Peter Sloterdijk gilt schon seit Jahrzehnten als einer der deutschen Meisterdenker. Gelobt werden seine stilistischen und rhetorischen Fähigkeiten, die er sogar im Fernsehen zu später Stunde unter Beweis stellen konnte. Jüngst erregte er anläßlich seines 70. Geburtstages Aufsehen, als ihn der Spiegel interviewte und das Zentrum für Kunst und Medien in Karlsruhe ein hochkarätig besetztes Kolloquium veranstaltete. Fast zur gleichen Zeit legte der ungemein produktive Gelehrte eine neue Sammlung von Beiträgen vor, die bereits an unterschiedlichen Stellen erschienen sind. Daß die Texte sehr verschieden sind, liegt auf der Hand. Die Spannweite reicht von der Erörterung der gegenwärtigen „Götterdämmerung“ über Versuche der Verbesserung der Menschen bis zu Versuchen, den alt-neuen Willen zum Glauben zu erklären, den man gelegentlich als „Renaissance der Religion“ umschreibt.

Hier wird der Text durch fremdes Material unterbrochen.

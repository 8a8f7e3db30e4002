//! Roster and result records shared by the core and the storage layer.

use crate::{ManagerId, PlayerId, Position, TeamId, WeekNumber};
use serde::{Deserialize, Serialize};

/// An NFL team; constraints count players per team via its short code.
#[derive(Debug, Clone, PartialEq, Eq, Serialize, Deserialize)]
pub struct Team {
    pub id: TeamId,
    pub name: String,
    pub short_code: String,
}

/// An NFL player in the selectable pool.
#[derive(Debug, Clone, PartialEq, Eq, Serialize, Deserialize)]
pub struct Player {
    pub id: PlayerId,
    pub name: String,
    pub position: Position,
    pub team_id: TeamId,
    /// Stat-provider identifier, only used to fetch stats.
    pub external_id: Option<String>,
}

/// A competition entrant.
#[derive(Debug, Clone, PartialEq, Eq, Serialize, Deserialize)]
pub struct Manager {
    pub id: ManagerId,
    pub name: String,
}

/// Points a player earned in one week.
#[derive(Debug, Clone, PartialEq, Serialize, Deserialize)]
pub struct PlayerScore {
    pub week: WeekNumber,
    pub player_id: PlayerId,
    pub points: f64,
}
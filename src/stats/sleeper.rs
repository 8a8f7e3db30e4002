//! Sleeper stats provider (compact stat keys).
//!
//! One request returns every player's stats for a week, keyed by Sleeper's
//! player id, so the payload is cached and shared by the whole batch.

use super::{StatsSource, StatsTarget};
use crate::{
    core::{get_json, ResponseCache},
    error::FflError,
    models::{Player, Team},
    scoring::RawPlayerStats,
    PlayerId, Result, Season, TeamId, WeekNumber,
};
use async_trait::async_trait;
use reqwest::Client;
use serde::Deserialize;
use serde_json::Value;
use std::collections::HashMap;
use tracing::debug;

pub const SLEEPER_BASE_URL: &str = "https://api.sleeper.app/v1";

const WEEK_CACHE_CAPACITY: usize = 8;

pub struct SleeperSource {
    client: Client,
    base_url: String,
    season: Season,
    cache: ResponseCache<String, Value>,
}

impl SleeperSource {
    pub fn new(client: Client, season: Season) -> Self {
        Self::with_base_url(client, season, SLEEPER_BASE_URL)
    }

    pub fn with_base_url(client: Client, season: Season, base_url: impl Into<String>) -> Self {
        Self {
            client,
            base_url: base_url.into().trim_end_matches('/').to_string(),
            season,
            cache: ResponseCache::new(WEEK_CACHE_CAPACITY),
        }
    }

    pub fn week_stats_url(&self, week: WeekNumber) -> Result<String> {
        let nfl_week = week
            .nfl_week()
            .ok_or_else(|| FflError::not_found("Playoff week", week))?;
        Ok(format!(
            "{}/stats/nfl/regular/{}/{}",
            self.base_url,
            self.season.as_u16(),
            nfl_week
        ))
    }

    async fn week_payload(&self, week: WeekNumber) -> Result<Value> {
        let url = self.week_stats_url(week)?;
        self.cache
            .get_or_fetch(&url, || async {
                debug!(%url, "fetching Sleeper week stats");
                let payload = get_json(&self.client, &url).await?;
                if !payload.is_object() {
                    return Err(FflError::Upstream {
                        source_name: "Sleeper",
                        message: "week stats payload is not an object".to_string(),
                    });
                }
                Ok(payload)
            })
            .await
    }

    /// Every NFL player Sleeper knows about, used to back-fill external ids.
    pub async fn fetch_player_directory(&self) -> Result<Vec<DirectoryPlayer>> {
        let url = format!("{}/players/nfl", self.base_url);
        let payload = get_json(&self.client, &url).await?;
        let players: HashMap<String, DirectoryPlayer> = serde_json::from_value(payload)?;
        Ok(players.into_values().collect())
    }
}

#[async_trait]
impl StatsSource for SleeperSource {
    fn name(&self) -> &'static str {
        "Sleeper"
    }

    async fn fetch_raw_stats(
        &self,
        week: WeekNumber,
        target: &StatsTarget,
    ) -> Result<Option<RawPlayerStats>> {
        let external_id = target
            .external_id
            .as_deref()
            .ok_or_else(|| FflError::not_found("Sleeper id", &target.name))?;

        let payload = self.week_payload(week).await?;
        Ok(payload
            .get(external_id)
            .and_then(Value::as_object)
            .map(|stats| RawPlayerStats::from(stats.clone())))
    }
}

/// One entry of Sleeper's player directory.
#[derive(Debug, Clone, PartialEq, Deserialize)]
pub struct DirectoryPlayer {
    pub player_id: String,
    #[serde(default)]
    pub full_name: Option<String>,
    #[serde(default)]
    pub team: Option<String>,
}

/// Pair local players with directory ids by exact name (case-insensitive)
/// and team code. Unmatched players are left out.
pub fn match_external_ids(
    players: &[Player],
    teams: &HashMap<TeamId, Team>,
    directory: &[DirectoryPlayer],
) -> Vec<(PlayerId, String)> {
    let index: HashMap<(String, String), &str> = directory
        .iter()
        .filter_map(|d| {
            let name = d.full_name.as_deref()?.trim().to_lowercase();
            let team = d.team.as_deref()?.trim().to_uppercase();
            Some(((name, team), d.player_id.as_str()))
        })
        .collect();

    players
        .iter()
        .filter_map(|p| {
            let team = teams.get(&p.team_id)?;
            let key = (
                p.name.trim().to_lowercase(),
                team.short_code.trim().to_uppercase(),
            );
            index.get(&key).map(|id| (p.id, id.to_string()))
        })
        .collect()
}
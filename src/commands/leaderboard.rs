//! Leaderboard command implementation

use super::print_json;
use crate::{
    standings::{season_standings, Standing, WeekScores},
    storage::LeagueDatabase,
    Result, WeekNumber,
};
use std::collections::BTreeMap;

/// Compute standings from stored lineups and scores
pub fn load_standings(db: &LeagueDatabase) -> Result<Vec<Standing>> {
    let managers = db.get_all_managers()?;
    let lineups = db.get_all_lineups()?;

    let mut scores: BTreeMap<WeekNumber, WeekScores> = BTreeMap::new();
    for score in db.get_all_scores()? {
        scores
            .entry(score.week)
            .or_default()
            .insert(score.player_id, score.points);
    }

    Ok(season_standings(&managers, &lineups, &scores))
}

/// Handle `leaderboard`
pub fn handle_leaderboard(db: &LeagueDatabase, as_json: bool) -> Result<()> {
    let standings = load_standings(db)?;
    if as_json {
        return print_json(&standings);
    }

    println!(
        "{:>4}  {:<20} {:>8} {:>8} {:>8} {:>8} {:>9}",
        "Rank", "Manager", "WC", "DIV", "CONF", "SB", "Total"
    );
    for (rank, standing) in standings.iter().enumerate() {
        let week = |n: u8| {
            standing
                .weekly
                .get(&WeekNumber::new(n))
                .copied()
                .unwrap_or(0.0)
        };
        println!(
            "{:>4}  {:<20} {:>8.2} {:>8.2} {:>8.2} {:>8.2} {:>9.2}",
            rank + 1,
            standing.name,
            week(1),
            week(2),
            week(3),
            week(4),
            standing.total
        );
    }
    Ok(())
}
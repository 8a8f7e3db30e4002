//! CLI argument definitions and parsing.

pub mod types;

use crate::{
    core::DEFAULT_TIMEOUT_SECS,
    stats::DEFAULT_CONCURRENCY,
};
use chrono::{DateTime, Utc};
use clap::{Parser, Subcommand, ValueEnum};
use std::path::PathBuf;
use types::{PlayerId, Position, Season, WeekNumber};

/// Where `scores fetch` gets raw stats from.
#[derive(Debug, Clone, Copy, PartialEq, Eq, ValueEnum)]
pub enum StatSourceKind {
    /// Sleeper weekly stats, matched by external id (run `player map-ids` first)
    Sleeper,
    /// ESPN scoreboard and boxscores, matched by name and team
    Espn,
}

#[derive(Debug, Subcommand)]
pub enum WeekCmd {
    /// Show every week with its deadline and current lock state
    List {
        /// Output results as JSON instead of text lines.
        #[clap(long)]
        json: bool,
    },

    /// Create the four playoff weeks (existing weeks are left untouched)
    Seed,

    /// Manually lock a week; no lineup changes are accepted afterwards
    Lock { week: WeekNumber },

    /// Clear the manual lock (a passed deadline still keeps the week locked)
    Unlock { week: WeekNumber },

    /// Set or clear a week's submission deadline
    Deadline {
        week: WeekNumber,

        /// RFC 3339 instant, e.g. 2026-01-10T18:00:00Z
        #[clap(long, required_unless_present = "clear", conflicts_with = "clear")]
        at: Option<DateTime<Utc>>,

        /// Remove the deadline.
        #[clap(long)]
        clear: bool,
    },
}

#[derive(Debug, Subcommand)]
pub enum TeamCmd {
    /// Add an NFL team, or rename the team with this code
    Add {
        name: String,

        /// Short code used for team rules, e.g. BUF.
        #[clap(long, short)]
        code: String,
    },

    /// List teams
    List,
}

#[derive(Debug, Subcommand)]
pub enum PlayerCmd {
    /// Add a player to the selectable pool
    Add {
        name: String,

        /// QB, RB, WR, TE, K or DST.
        #[clap(long, short)]
        position: Position,

        /// Team short code.
        #[clap(long, short)]
        team: String,

        /// Stat provider id (Sleeper player id).
        #[clap(long)]
        external_id: Option<String>,
    },

    /// List players, optionally for one team
    List {
        /// Team short code.
        #[clap(long, short)]
        team: Option<String>,

        /// Output results as JSON instead of text lines.
        #[clap(long)]
        json: bool,
    },

    /// Fill in Sleeper ids by matching name and team against Sleeper's directory
    MapIds {
        /// Report matches without saving them.
        #[clap(long)]
        dry_run: bool,
    },
}

#[derive(Debug, Subcommand)]
pub enum ManagerCmd {
    /// Register a manager
    Add { name: String },

    /// List managers
    List,
}

#[derive(Debug, clap::Args)]
pub struct SlotArgs {
    #[clap(long)]
    pub qb: PlayerId,
    #[clap(long)]
    pub rb: PlayerId,
    #[clap(long)]
    pub wr: PlayerId,
    #[clap(long)]
    pub te: PlayerId,
    /// RB, WR or TE.
    #[clap(long)]
    pub flex: PlayerId,
}

#[derive(Debug, Subcommand)]
pub enum LineupCmd {
    /// Validate and save a lineup, replacing any earlier one for the week
    Submit {
        /// Manager name.
        #[clap(long, short)]
        manager: String,

        #[clap(long, short)]
        week: WeekNumber,

        #[clap(flatten)]
        slots: SlotArgs,
    },

    /// Validate a lineup without saving it
    Check {
        /// Manager name.
        #[clap(long, short)]
        manager: String,

        #[clap(long, short)]
        week: WeekNumber,

        #[clap(flatten)]
        slots: SlotArgs,
    },

    /// Show lineups for a week, with points where scores exist
    Show {
        #[clap(long, short)]
        week: WeekNumber,

        /// Only this manager's lineup.
        #[clap(long, short)]
        manager: Option<String>,

        /// Output results as JSON instead of text lines.
        #[clap(long)]
        json: bool,
    },

    /// Delete a manager's lineup for an unlocked week
    Remove {
        #[clap(long, short)]
        manager: String,

        #[clap(long, short)]
        week: WeekNumber,
    },
}

#[derive(Debug, Subcommand)]
pub enum ScoresCmd {
    /// Fetch stats for every player in the week's lineups and score them
    Fetch {
        week: WeekNumber,

        #[clap(long, value_enum, default_value_t = StatSourceKind::Sleeper)]
        source: StatSourceKind,

        /// Season year (or set `PLAYOFF_FFL_SEASON` env var).
        #[clap(long, short)]
        season: Option<Season>,

        /// Maximum requests in flight.
        #[clap(long, default_value_t = DEFAULT_CONCURRENCY)]
        concurrency: usize,

        /// Per-player timeout in seconds.
        #[clap(long, default_value_t = DEFAULT_TIMEOUT_SECS)]
        timeout: u64,

        /// Store the computed scores.
        #[clap(long)]
        save: bool,

        /// Output results as JSON instead of text lines.
        #[clap(long)]
        json: bool,
    },

    /// Record a player's points manually
    Set {
        week: WeekNumber,
        player: PlayerId,
        points: f64,
    },

    /// Show stored player scores for a week
    Show {
        week: WeekNumber,

        /// Output results as JSON instead of text lines.
        #[clap(long)]
        json: bool,
    },

    /// Score a raw stats JSON file without touching the database
    Calc { file: PathBuf },
}

#[derive(Debug, Parser)]
#[clap(
    name = "playoff-ffl",
    about = "Playoff fantasy football: lineups, burn rules and scoring"
)]
pub struct PlayoffFfl {
    /// Database file (or set `PLAYOFF_FFL_DB` env var).
    #[clap(long, global = true)]
    pub db: Option<PathBuf>,

    /// More log output (-v debug, -vv trace); `RUST_LOG` overrides.
    #[clap(short, long, action = clap::ArgAction::Count, global = true)]
    pub verbose: u8,

    #[clap(subcommand)]
    pub command: Commands,
}

#[derive(Debug, Subcommand)]
pub enum Commands {
    /// Playoff weeks, deadlines and locks
    Week {
        #[clap(subcommand)]
        cmd: WeekCmd,
    },
    /// NFL teams
    Team {
        #[clap(subcommand)]
        cmd: TeamCmd,
    },
    /// The selectable player pool
    Player {
        #[clap(subcommand)]
        cmd: PlayerCmd,
    },
    /// Competition entrants
    Manager {
        #[clap(subcommand)]
        cmd: ManagerCmd,
    },
    /// Weekly lineups
    Lineup {
        #[clap(subcommand)]
        cmd: LineupCmd,
    },
    /// Player scoring
    Scores {
        #[clap(subcommand)]
        cmd: ScoresCmd,
    },
    /// Season standings
    Leaderboard {
        /// Output results as JSON instead of text lines.
        #[clap(long)]
        json: bool,
    },
}

#[cfg(test)]
mod tests {
    use super::*;

    #[test]
    fn test_parse_lineup_submit() {
        let app = PlayoffFfl::try_parse_from([
            "playoff-ffl", "lineup", "submit", "-m", "Alice", "-w", "2", "--qb", "11", "--rb",
            "22", "--wr", "33", "--te", "44", "--flex", "55",
        ])
        .unwrap();

        match app.command {
            Commands::Lineup {
                cmd: LineupCmd::Submit { manager, week, slots },
            } => {
                assert_eq!(manager, "Alice");
                assert_eq!(week, WeekNumber::new(2));
                assert_eq!(slots.flex, PlayerId::new(55));
            }
            other => panic!("unexpected command: {:?}", other),
        }
    }

    #[test]
    fn test_global_flags_after_subcommand() {
        let app = PlayoffFfl::try_parse_from([
            "playoff-ffl", "leaderboard", "--db", "/tmp/x.db", "-vv",
        ])
        .unwrap();
        assert_eq!(app.db, Some(PathBuf::from("/tmp/x.db")));
        assert_eq!(app.verbose, 2);
    }

    #[test]
    fn test_scores_fetch_defaults() {
        let app = PlayoffFfl::try_parse_from(["playoff-ffl", "scores", "fetch", "1"]).unwrap();
        match app.command {
            Commands::Scores {
                cmd:
                    ScoresCmd::Fetch {
                        source,
                        concurrency,
                        timeout,
                        save,
                        ..
                    },
            } => {
                assert_eq!(source, StatSourceKind::Sleeper);
                assert_eq!(concurrency, DEFAULT_CONCURRENCY);
                assert_eq!(timeout, DEFAULT_TIMEOUT_SECS);
                assert!(!save);
            }
            other => panic!("unexpected command: {:?}", other),
        }
    }

    #[test]
    fn test_deadline_requires_at_or_clear() {
        assert!(PlayoffFfl::try_parse_from(["playoff-ffl", "week", "deadline", "1"]).is_err());
        assert!(PlayoffFfl::try_parse_from([
            "playoff-ffl", "week", "deadline", "1", "--at", "2026-01-10T18:00:00Z", "--clear",
        ])
        .is_err());

        let app = PlayoffFfl::try_parse_from([
            "playoff-ffl", "week", "deadline", "1", "--at", "2026-01-10T18:00:00Z",
        ])
        .unwrap();
        assert!(matches!(
            app.command,
            Commands::Week {
                cmd: WeekCmd::Deadline { at: Some(_), clear: false, .. }
            }
        ));
    }

    #[test]
    fn test_invalid_position_rejected() {
        assert!(PlayoffFfl::try_parse_from([
            "playoff-ffl", "player", "add", "Someone", "-p", "LB", "-t", "BUF",
        ])
        .is_err());
    }
}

Sloterdijk hat sich schon mehrfach mit dem Phänomen Religion beschäftigt. Viel diskutiert wurde seine Untersuchung „Du mußt dein Leben ändern“. Sie intendiert, religiöse Praktiken als athletische Übungen zu deuten. Es besteht kein Zweifel, daß der frühere Rektor der Hochschule für Gestaltung in Karlsruhe einen pointiert religionskritischen Standpunkt einnimmt. Schon der Titel „Nach Gott“ verweist in wohlbestimmter Hinsicht auf den großen Vorläufer Friedrich Nietzsche, der sich im klaren darüber war, daß die Nachwirkungen der Transzendenz, die er für tot erklärt hat, enorm sein würden.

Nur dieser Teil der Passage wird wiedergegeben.